In comparison to other open-source machine learning libraries, PyCaret is an alternate low-code library that can be used to replace hundreds of lines of code with only a few words. This makes experiments exponentially fast and efficient.



---

### 2. Why PyCaret for Data Science?
* **Productivity:** It allows you to go from raw data to a deployed model in minutes.
* **Ease of Use:** It features a simple and consistent syntax across all modules.
* **Business Ready:** Designed for fast prototyping and production-grade deployments.
* **Automatic Preprocessing:** It automatically handles missing values, categorical encoding, feature scaling, and train-test splits during the `setup()` phase.

---

### 3. Core Modules and Use Cases
PyCaret is modular. Each module is designed for a specific machine learning task:

| Module | Purpose | Real-World Example |
| :--- | :--- | :--- |
| **Classification** | Predict categorical labels | Customer Churn, Spam Detection |
| **Regression** | Predict continuous values | House Prices, Stock Value |
| **Clustering** | Group similar data points | Customer Segmentation |
| **Anomaly Detection** | Identify rare events | Fraud Detection, System Failures |
| **Time Series** | Forecasting based on time | Sales Forecasting, Weather Prediction |
| **NLP** | Topic Modeling | Text Theme Extraction |



---

### 4. The Standard Workflow
Every PyCaret experiment follows these standardized functional steps:

1.  **`setup()`**: Initializes the experiment and the transformation pipeline.
2.  **`compare_models()`**: Trains all models in the library and ranks them by performance.
3.  **`create_model()`**: Trains a specific algorithm for deeper analysis.
4.  **`tune_model()`**: Automatically optimizes the hyperparameters of a model.
5.  **`plot_model()`**: Generates interactive performance visualizations (ROC, Residuals, etc.).
6.  **`finalize_model()`**: Trains the model on the complete dataset for production.

---

## Installation

In [None]:
%%capture
# !pip install pycaret

In [None]:
import pandas as pd
import os

# Create Output directory for model storage
output_dir = './Output'
if not os.path.exists(output_dir):
    os.makedirs(output_dir)

# 1️⃣ PyCaret Regression: From Data to Deployment
Regression is a Supervised Learning task used to predict **continuous numerical outcomes**. 
In this notebook, we use the **Boston Housing Dataset** to predict house prices (`medv`).
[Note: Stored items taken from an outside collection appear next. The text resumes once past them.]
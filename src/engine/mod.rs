//! External proxy engine interface
//!
//! The engine performs the actual protocol-level proxying and is configured
//! dynamically over its control API. This module owns the interface seam
//! ([`EngineControl`]), a JSON-over-HTTP client implementation, and the
//! engine process lifecycle.

pub mod api;
pub mod process;

use async_trait::async_trait;

use crate::error::Result;
use crate::models::Server;

/// Control API of the external proxy engine.
///
/// Implementations must map an unreachable control API to
/// [`TopVpnError::EngineUnavailable`](crate::error::TopVpnError::EngineUnavailable)
/// (fatal for the run) and a per-call rejection to
/// [`TopVpnError::SlotConfiguration`](crate::error::TopVpnError::SlotConfiguration)
/// (local to one slot).
#[async_trait]
pub trait EngineControl: Send + Sync {
    /// Register an outbound route `tag` pointing at the candidate's endpoint.
    async fn add_outbound(&self, tag: &str, server: &Server) -> Result<()>;

    /// Remove a previously added outbound.
    async fn remove_outbound(&self, tag: &str) -> Result<()>;

    /// Register a local SOCKS5 inbound listener on `local_port`.
    async fn add_inbound(&self, tag: &str, local_port: u16) -> Result<()>;

    /// Route traffic arriving on `inbound_tag` to `outbound_tag`.
    async fn add_routing_rule(
        &self,
        inbound_tag: &str,
        outbound_tag: &str,
        rule_tag: &str,
    ) -> Result<()>;

    /// Remove a routing rule.
    async fn remove_routing_rule(&self, rule_tag: &str) -> Result<()>;
}

pub use api::EngineApi;
pub use process::EngineProcess;
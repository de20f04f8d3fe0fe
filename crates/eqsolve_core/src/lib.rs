//! The `eqsolve_core` crate finds the roots of single-variable equations such
//! as `x^3 - 2*x = 1` or `sin(x) = 0.5`.
//!
//! Key components:
//! - **Parser**: tokenizer, shunting-yard conversion to postfix, and an AST builder.
//! - **Evaluator**: complex-valued evaluation of expression trees.
//! - **Differentiator**: structural derivatives of expression trees. It is not used by `solve`.
//! - **Polynomial**: coefficient extraction, which decides whether the algebraic branch applies.
//! - **Solvers**: companion-matrix eigenvalues, Durand–Kerner, and Brent's method.
//! - **Solve**: the driver choosing between the polynomial branch and a bracketed domain search.
pub mod ast;
pub mod differentiator;
pub mod error;
pub mod evaluator;
pub mod parser;
pub mod polynomial;
pub mod solve;
pub mod solvers;
pub mod traits;

pub use ast::{BinaryOp, Expr, UnaryOp};
pub use differentiator::differentiate;
pub use error::{Result, SolveError};
pub use evaluator::{evaluate, evaluate_at, Environment};
pub use parser::{parse_equation, parse_expression};
pub use polynomial::{
    dense_coefficients, extract_coefficients, horner, CoefficientMap, MAX_DEGREE,
};
pub use solve::{dedup_roots, solve, solve_default, PolynomialMethod, SolveOptions};
pub use solvers::{
    brent, companion_roots, durand_kerner, BrentSettings, CompanionMatrix, DurandKerner,
    DurandKernerSettings,
};
pub use traits::PolynomialSolver;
## Key Learning Objectives:
1. **Automated Setup:** Handling missing data and feature engineering.
2. **Benchmark Comparison:** Ranking 20+ algorithms instantly.
3. **Interactive Evaluation:** Using dashboards for error analysis.
4. **Model Persistence:** Saving and loading models for production.

## Environment Preparation

In [None]:
from pycaret.regression import *

## 1. Initializing the Experiment
The `setup()` function is the engine of PyCaret. It creates a transformation pipeline that 
ensures your data is clean and ready for machine learning.

In [None]:
# Load dataset
df = pd.read_csv('./Data/Boston.csv')
df.head()

In [None]:
# Initialize setup
# target: 'medv' (Median House Value)
# session_id: For reproducibility
# log_experiment: Set to True if you want to track experiments
reg_setup = setup(data=df, target='medv', session_id=123, verbose=False)

print("✅ Pipeline Setup Complete: Data is now cleaned and split.")

In [None]:
models()

## 2. Comparing and Fine-Tuning Models
We first find the best base model, then we use `tune_model()` to automatically optimize its 
hyperparameters for even better $R^2$ scores.

In [None]:
# Compare all models and pick the best one
best_model = compare_models()

In [None]:
# Optional: Fine-tune the best model to squeeze out more performance
tuned_model = tune_model(best_model)

## 3. Visual Analysis
PyCaret provides an interactive dashboard through `evaluate_model()`. 
You can inspect:
- **Residuals:** To check for non-linear patterns in errors.
- **Feature Importance:** To see which variables (like 'RM' - rooms) impact the price most.

In [None]:
# This opens an interactive GUI within the notebook
evaluate_model(tuned_model)

## 4. Predicting and Finalizing
`predict_model()` shows how the model performs on the hold-out set. 
`finalize_model()` then trains it on 100% of the available data.

In [None]:
# Check performance on test data
holdout_predictions = predict_model(tuned_model)

# Finalize the model for saving
final_reg_model = finalize_model(tuned_model)

print("--- Sample Predictions ---")
print(holdout_predictions[['medv', 'prediction_label']].head())

## 5. Saving and Re-loading the Model
To use this model in a real application, we save it as a `.pkl` file and demonstrate how to load it back.

In [None]:
save_path = os.path.join(output_dir, 'regression_boston_house_model')
save_model(final_reg_model, save_path)

# --- RE-LOADING THE MODEL ---
# Load the saved model (pretending we are in a new script)
loaded_house_model = load_model(save_path)

# Predict on new data using the loaded model
new_data = df.head(5) # Taking 5 rows as "new" data
final_preds = predict_model(loaded_house_model, data=new_data)

print("\n✅ Predictions from LOADED model:")
print(final_preds[['prediction_label']])